Go through the listing below and show each line that has the word "Dark".
**** SUPPLIED MATERIAL
//! Domain models for atelier.

use std::collections::BTreeMap;
use std::fmt;

use chrono::{DateTime, Utc};
use serde::{Deserialize, Serialize};
use serde_json::Value as JsonValue;
use uuid::Uuid;

// =============================================================================
// FILTER VALUES
// =============================================================================

/// A single attribute filter value: a boolean or a lowercase string.
#[derive(Debug, Clone, PartialEq, Eq, Hash, PartialOrd, Ord, Serialize, Deserialize)]
#[serde(untagged)]
pub enum FilterValue {
    Bool(bool),
    Text(String),
}

impl FilterValue {
    /// Normalize a textual value: trimmed, lowercased, `"true"`/`"false"`
    /// become booleans, empty input yields `None`.
    pub fn normalize(raw: &str) -> Option<Self> {
        let clean = raw.trim().to_lowercase();
        match clean.as_str() {
            "" => None,
            "true" => Some(FilterValue::Bool(true)),
            "false" => Some(FilterValue::Bool(false)),
            _ => Some(FilterValue::Text(clean)),
        }
    }

    /// Convert a loosely-typed JSON value (as produced by a model).
    pub fn from_json(value: &JsonValue) -> Option<Self> {
        match value {
            JsonValue::Null => None,
            JsonValue::Bool(b) => Some(FilterValue::Bool(*b)),
            JsonValue::String(s) => Self::normalize(s),
            other => Self::normalize(&other.to_string()),
        }
    }

    /// The effective value implied by excluding this value.
    ///
    /// Booleans flip; any non-empty text excludes to `false`.
    pub fn negated(&self) -> FilterValue {
        match self {
            FilterValue::Bool(b) => FilterValue::Bool(!b),
            FilterValue::Text(s) => FilterValue::Bool(s.is_empty()),
        }
    }

    /// Whether a stored feature value satisfies this filter value.
    ///
    /// Booleans need an exact boolean; text compares case-insensitively.
    pub fn matches_json(&self, stored: &JsonValue) -> bool {
        match (self, stored) {
            (FilterValue::Bool(want), JsonValue::Bool(have)) => want == have,
            (FilterValue::Text(want), JsonValue::String(have)) => {
                have.trim().eq_ignore_ascii_case(want)
            }
            (FilterValue::Text(want), JsonValue::Number(n)) => n.to_string() == *want,
            _ => false,
        }
    }

    pub fn as_bool(&self) -> Option<bool> {
        match self {
            FilterValue::Bool(b) => Some(*b),
            FilterValue::Text(_) => None,
        }
    }

    pub fn as_text(&self) -> Option<&str> {
        match self {
            FilterValue::Text(s) => Some(s),
            FilterValue::Bool(_) => None,
        }
    }
}

impl fmt::Display for FilterValue {
    fn fmt(&self, f: &mut fmt::Formatter<'_>) -> fmt::Result {
        match self {
            FilterValue::Bool(b) => write!(f, "{}", b),
            FilterValue::Text(s) => f.write_str(s),
        }
    }
}

impl From<bool> for FilterValue {
    fn from(b: bool) -> Self {
        FilterValue::Bool(b)
    }
}

impl From<&str> for FilterValue {
    fn from(s: &str) -> Self {
        FilterValue::Text(s.to_string())
    }
}

/// Attribute key to its values.
pub type FilterMap = BTreeMap<String, Vec<FilterValue>>;

// =============================================================================
// QUERY RESOLUTION
// =============================================================================

/// Normalized form of a raw query: trimmed and lowercased.
pub fn normalize_query(raw: &str) -> String {
    raw.trim().to_lowercase()
}

/// A "did you mean / try adding" hint produced for vague queries.
#[derive(Debug, Clone, Default, PartialEq, Eq, Serialize, Deserialize)]
pub struct Suggestion {
    #[serde(default)]
    pub text: String,
    #[serde(default)]
    pub suggested_query: String,
}

/// Structured interpretation of one search phrase.
#[derive(Debug, Clone, Default, PartialEq, Eq, Serialize, Deserialize)]
pub struct ResolvedQuery {
    #[serde(default)]
    pub category: Option<String>,
    #[serde(default)]
    pub filters: FilterMap,
    #[serde(default)]
    pub colors: Vec<String>,
    #[serde(default)]
    pub negative_filters: FilterMap,
    #[serde(default)]
    pub negative_colors: Vec<String>,
    #[serde(default)]
    pub suggestion: Option<Suggestion>,
}

impl ResolvedQuery {
    /// The "no signal" result returned when resolution fails.
    pub fn empty() -> Self {
        Self::default()
    }

    /// A result carrying only a category.
    pub fn with_category(category: impl Into<String>) -> Self {
        Self {
            category: Some(category.into()),
            ..Default::default()
        }
    }

    /// True when the query contributed nothing usable.
    pub fn is_empty(&self) -> bool {
        self.category.is_none()
            && self.filters.is_empty()
            && self.colors.is_empty()
            && self.negative_filters.is_empty()
            && self.negative_colors.is_empty()
    }
}

/// Durable record of a resolved query.
#[derive(Debug, Clone, Serialize, Deserialize)]
pub struct StoredSearchQuery {
    pub id: Uuid,
    /// Normalized query text (unique).
    pub query_text: String,
    pub category_name: Option<String>,
    pub result_data: ResolvedQuery,
    pub hit_count: i64,
    pub created_at_utc: DateTime<Utc>,
    pub updated_at_utc: DateTime<Utc>,
}

// =============================================================================
// CATALOG
// =============================================================================

/// Perceived brightness of a variant's color.
#[derive(Debug, Clone, Copy, PartialEq, Eq, Hash, Serialize, Deserialize)]
#[serde(rename_all = "lowercase")]
pub enum Brightness {
    Light,
    Medium,
    Dark,
}

impl Brightness {
    pub const ALL: [Brightness; 3] = [Brightness::Light, Brightness::Medium, Brightness::Dark];

    pub fn as_str(&self) -> &'static str {
        match self {
            Brightness::Light => "light",
            Brightness::Medium => "medium",
            Brightness::Dark => "dark",
        }
    }

    /// Parse a brightness term, case-insensitively.
    pub fn parse(s: &str) -> Option<Self> {
        match s.trim().to_lowercase().as_str() {
            "light" => Some(Brightness::Light),
            "medium" => Some(Brightness::Medium),
            "dark" => Some(Brightness::Dark),
            _ => None,
        }
    }
}

impl fmt::Display for Brightness {
    fn fmt(&self, f: &mut fmt::Formatter<'_>) -> fmt::Result {
        f.write_str(self.as_str())
    }
}

/// A stored product image.
#[derive(Debug, Clone, PartialEq, Serialize, Deserialize)]
pub struct ProductImage {
    pub id: Uuid,
    /// Storage path of the image file.
    pub path: String,
    pub is_main: bool,
}

impl ProductImage {
    pub fn mime_type(&self) -> &'static str {
        if self.path.to_lowercase().ends_with(".png") {
            "image/png"
        } else {
            "image/jpeg"
        }
    }
}

/// A purchasable color/size combination of a product.
#[derive(Debug, Clone, PartialEq, Serialize, Deserialize)]
pub struct ProductVariant {
    pub id: Uuid,
    pub color: String,
    pub size: String,
    pub brightness: Option<String>,
    pub stock_quantity: i32,
    #[serde(default)]
    pub images: Vec<ProductImage>,
}

impl ProductVariant {
    /// Main image, falling back to the first image.
    pub fn main_image(&self) -> Option<&ProductImage> {
        self.images
            .iter()
            .find(|i| i.is_main)
            .or_else(|| self.images.first())
    }

    pub fn has_main_image(&self) -> bool {
        self.images.iter().any(|i| i.is_main)
    }
}

/// A catalog product with its variants and generated feature map.
#[derive(Debug, Clone, PartialEq, Serialize, Deserialize)]
pub struct Product {
    pub id: Uuid,
    pub name: String,
    pub slug: String,
    pub description: String,
    pub price: f64,
    #[serde(default)]
    pub categories: Vec<String>,
    /// Semi-structured attributes keyed by schema attribute key.
    #[serde(default)]
    pub features: serde_json::Map<String, JsonValue>,
    #[serde(default)]
    pub variants: Vec<ProductVariant>,
}

impl Product {
    pub fn feature(&self, key: &str) -> Option<&JsonValue> {
        self.features.get(key)
    }

    /// Whether the product belongs to a category (case-insensitive).
    pub fn in_category(&self, category: &str) -> bool {
        self.categories
            .iter()
            .any(|c| c.eq_ignore_ascii_case(category))
    }
}

#[cfg(test)]
mod tests {
    use super::*;
    use serde_json::json;

    #[test]
    fn test_normalize_booleans_and_text() {
        assert_eq!(FilterValue::normalize(" TRUE "), Some(FilterValue::Bool(true)));
        assert_eq!(FilterValue::normalize("False"), Some(FilterValue::Bool(false)));
        assert_eq!(
            FilterValue::normalize("  Leather "),
            Some(FilterValue::Text("leather".into()))
        );
        assert_eq!(FilterValue::normalize("   "), None);
    }

    #[test]
    fn test_from_json() {
        assert_eq!(FilterValue::from_json(&json!(true)), Some(true.into()));
        assert_eq!(FilterValue::from_json(&json!("Wool")), Some("wool".into()));
        assert_eq!(FilterValue::from_json(&json!(3)), Some("3".into()));
        assert_eq!(FilterValue::from_json(&JsonValue::Null), None);
    }

    #[test]
    fn test_negated() {
        assert_eq!(FilterValue::Bool(true).negated(), FilterValue::Bool(false));
        assert_eq!(FilterValue::Bool(false).negated(), FilterValue::Bool(true));
        assert_eq!(FilterValue::from("red").negated(), FilterValue::Bool(false));
    }

    #[test]
    fn test_matches_json() {
        assert!(FilterValue::Bool(true).matches_json(&json!(true)));
        assert!(!FilterValue::Bool(true).matches_json(&json!("true")));
        assert!(FilterValue::from("wool").matches_json(&json!("Wool")));
        assert!(!FilterValue::from("wool").matches_json(&json!("cotton")));
    }

    #[test]
    fn test_filter_value_serde_untagged() {
        let values: Vec<FilterValue> = serde_json::from_str(r#"[true, "leather"]"#).unwrap();
        assert_eq!(values, vec![FilterValue::Bool(true), "leather".into()]);
        assert_eq!(serde_json::to_string(&values).unwrap(), r#"[true,"leather"]"#);
    }

    #[test]
    fn test_normalize_query() {
        assert_eq!(normalize_query("  Black COAT "), "black coat");
    }

    #[test]
    fn test_resolved_query_is_empty() {
        assert!(ResolvedQuery::empty().is_empty());
        assert!(!ResolvedQuery::with_category("Coats").is_empty());

        let only_suggestion = ResolvedQuery {
            suggestion: Some(Suggestion::default()),
            ..Default::default()
        };
        assert!(only_suggestion.is_empty());
    }

    #[test]
    fn test_resolved_query_deserializes_partial() {
        let rq: ResolvedQuery = serde_json::from_str(r#"{"category": "Coats"}"#).unwrap();
        assert_eq!(rq.category.as_deref(), Some("Coats"));
        assert!(rq.filters.is_empty());
    }

    #[test]
    fn test_brightness_parse() {
        assert_eq!(Brightness::parse(" Dark"), Some(Brightness::Dark));
        assert_eq!(Brightness::parse("dim"), None);
        assert_eq!(Brightness::Light.to_string(), "light");
    }

    #[test]
    fn test_variant_main_image_fallback() {
        let img = |path: &str, is_main| ProductImage {
            id: Uuid::new_v4(),
            path: path.to_string(),
            is_main,
        };
        let mut variant = ProductVariant {
            id: Uuid::new_v4(),
            color: "Black".into(),
            size: "M".into(),
            brightness: None,
            stock_quantity: 1,
            images: vec![img("a.jpg", false), img("b.PNG", true)],
        };
        assert_eq!(variant.main_image().unwrap().path, "b.PNG");
        assert_eq!(variant.main_image().unwrap().mime_type(), "image/png");

        variant.images[1].is_main = false;
        assert_eq!(variant.main_image().unwrap().path, "a.jpg");
        assert!(!variant.has_main_image());
    }
}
********
OUTPUT FOR THIS EXERCISE >>
    Dark,
    pub const ALL: [Brightness; 3] = [Brightness::Light, Brightness::Medium, Brightness::Dark];
            Brightness::Dark => "dark",
            "dark" => Some(Brightness::Dark),
        assert_eq!(Brightness::parse(" Dark"), Some(Brightness::Dark));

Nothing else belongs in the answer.